Decentring Dante: Lorna Goodison – Going Through Hell
Wednesday, May 12, 2021Lecture
7:00 pm
In this talk Jamaican poet Lorna Goodison speaks about her own personal relationship to Dante's Divine Comedy as well as her work translating and transferring his work into a Jamaican vernacular and setting. She will also be sharing some of her own poems influenced by Dante.

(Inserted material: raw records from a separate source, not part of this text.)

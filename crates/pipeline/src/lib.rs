//! camsift Pipeline — orchestration of the full motion review flow.
//!
//! Glues the other crates together: event collection (`camsift-event-log`),
//! consolidation (`camsift-event-model`), frame scoring (`camsift-detect`),
//! and clip assembly (`camsift-assemble`). The sources behind a run are
//! trait objects so the CLI and tests can swap in local files.

pub mod run;
pub mod sources;

pub use run::{MotionPipeline, PipelineConfig, RunOutcome};
pub use sources::{FootageSource, LocalFootage};
//! Vendor-reported motion events and query windows.
//!
//! A `MotionEvent` is immutable once built: the log parser is the only
//! producer, and everything downstream treats the list as read-only.

use chrono::{DateTime, Duration, Utc};
use serde::{Deserialize, Serialize};

/// Smallest vendor-reported time-bounded motion episode.
///
/// Invariant: `start <= end`. Constructors enforce it; deserialized values
/// are checked by the parser before use.
#[derive(Debug, Clone, PartialEq, Eq, Serialize, Deserialize)]
pub struct MotionEvent {
    /// Wall-clock start of the episode.
    pub start: DateTime<Utc>,

    /// Wall-clock end of the episode.
    pub end: DateTime<Utc>,

    /// Vendor region name, lowercased (e.g. "backyard").
    pub region: String,

    /// Vendor channel number.
    pub channel: u32,

    /// Vendor event type, lowercased (e.g. "motion detect").
    pub kind: String,
}

impl MotionEvent {
    /// Create an event from an explicit start/end pair.
    ///
    /// Swaps the endpoints if the vendor delivered them reversed, so the
    /// `start <= end` invariant always holds.
    pub fn new(
        start: DateTime<Utc>,
        end: DateTime<Utc>,
        region: impl Into<String>,
        channel: u32,
        kind: impl Into<String>,
    ) -> Self {
        let (start, end) = if start <= end { (start, end) } else { (end, start) };
        Self {
            start,
            end,
            region: region.into().to_lowercase(),
            channel,
            kind: kind.into().to_lowercase(),
        }
    }

    /// Create an event from an end time only, estimating the start with a
    /// lookbehind. Used when a vendor window opens mid-episode and the
    /// first record is an end marker.
    pub fn from_end(
        end: DateTime<Utc>,
        lookbehind_secs: i64,
        region: impl Into<String>,
        channel: u32,
        kind: impl Into<String>,
    ) -> Self {
        Self::new(
            end - Duration::seconds(lookbehind_secs),
            end,
            region,
            channel,
            kind,
        )
    }

    /// Episode length in seconds.
    pub fn duration_secs(&self) -> i64 {
        (self.end - self.start).num_seconds()
    }
}

/// Half-open query window handed to event and footage sources.
#[derive(Debug, Clone, Copy, PartialEq, Eq, Serialize, Deserialize)]
pub struct TimeWindow {
    pub start: DateTime<Utc>,
    pub end: DateTime<Utc>,
}

impl TimeWindow {
    pub fn new(start: DateTime<Utc>, end: DateTime<Utc>) -> Self {
        Self { start, end }
    }

    /// The window ending now and reaching back `minutes`.
    pub fn last_minutes(minutes: i64) -> Self {
        let end = Utc::now();
        Self {
            start: end - Duration::minutes(minutes),
            end,
        }
    }

    /// Whether a `[start, end]` range overlaps this window.
    pub fn overlaps(&self, start: DateTime<Utc>, end: DateTime<Utc>) -> bool {
        start < self.end && end > self.start
    }

    pub fn duration_secs(&self) -> i64 {
        (self.end - self.start).num_seconds()
    }
}

#[cfg(test)]
mod tests {
    use super::*;
    use chrono::TimeZone;

    fn ts(secs: u32) -> DateTime<Utc> {
        Utc.with_ymd_and_hms(2026, 8, 25, 12, secs / 60, secs % 60)
            .unwrap()
    }

    #[test]
    fn test_reversed_endpoints_are_swapped() {
        let event = MotionEvent::new(ts(30), ts(10), "yard", 0, "Motion Detect");
        assert!(event.start <= event.end);
        assert_eq!(event.duration_secs(), 20);
    }

    #[test]
    fn test_from_end_applies_lookbehind() {
        let event = MotionEvent::from_end(ts(90), 60, "porch", 1, "Motion Detect");
        assert_eq!(event.end, ts(90));
        assert_eq!(event.start, ts(30));
    }

    #[test]
    fn test_metadata_is_lowercased() {
        let event = MotionEvent::new(ts(0), ts(5), "Backyard", 2, "Motion Detect");
        assert_eq!(event.region, "backyard");
        assert_eq!(event.kind, "motion detect");
    }

    #[test]
    fn test_window_overlap() {
        let window = TimeWindow::new(ts(100), ts(200));
        assert!(window.overlaps(ts(150), ts(250)));
        assert!(window.overlaps(ts(50), ts(150)));
        assert!(!window.overlaps(ts(200), ts(300)));
        assert!(!window.overlaps(ts(0), ts(100)));
    }
}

This event is part of the Institute for Cultural Inquiry (ICI) series "Decentring Dante" celebrating the publication of The Oxford Handbook of Dante, edited by Manuele Gragnolati, Elena Lombardi, and Francesca Southerden (2021) with a series of lectures that suggest ways of reading Dante’s Divine Comedy from a less central position and with a broader, more critical perspective. How can discussions of race in the Middle Ages and the attentiveness to indigenous forms of knowledge preservation help literary scholars to rethink their understanding of ’canonicity’ and the ’canonical‘? On what basis can canonical authors such as Dante, Chaucer, and Christine de Pizan continue to be read today? In what sense and at what cost can Dante inspire other poets? What does he mean, more specifically, to a woman writer and artist in Jamaica? What changes when Dante’s Virgil is read not only as part of the Christian reception of classical authors in the Middle Ages, but also in dialogue with the practices of ancient pedagogy? Does the queer desire informing the Aeneid also flow through Dante’s poem?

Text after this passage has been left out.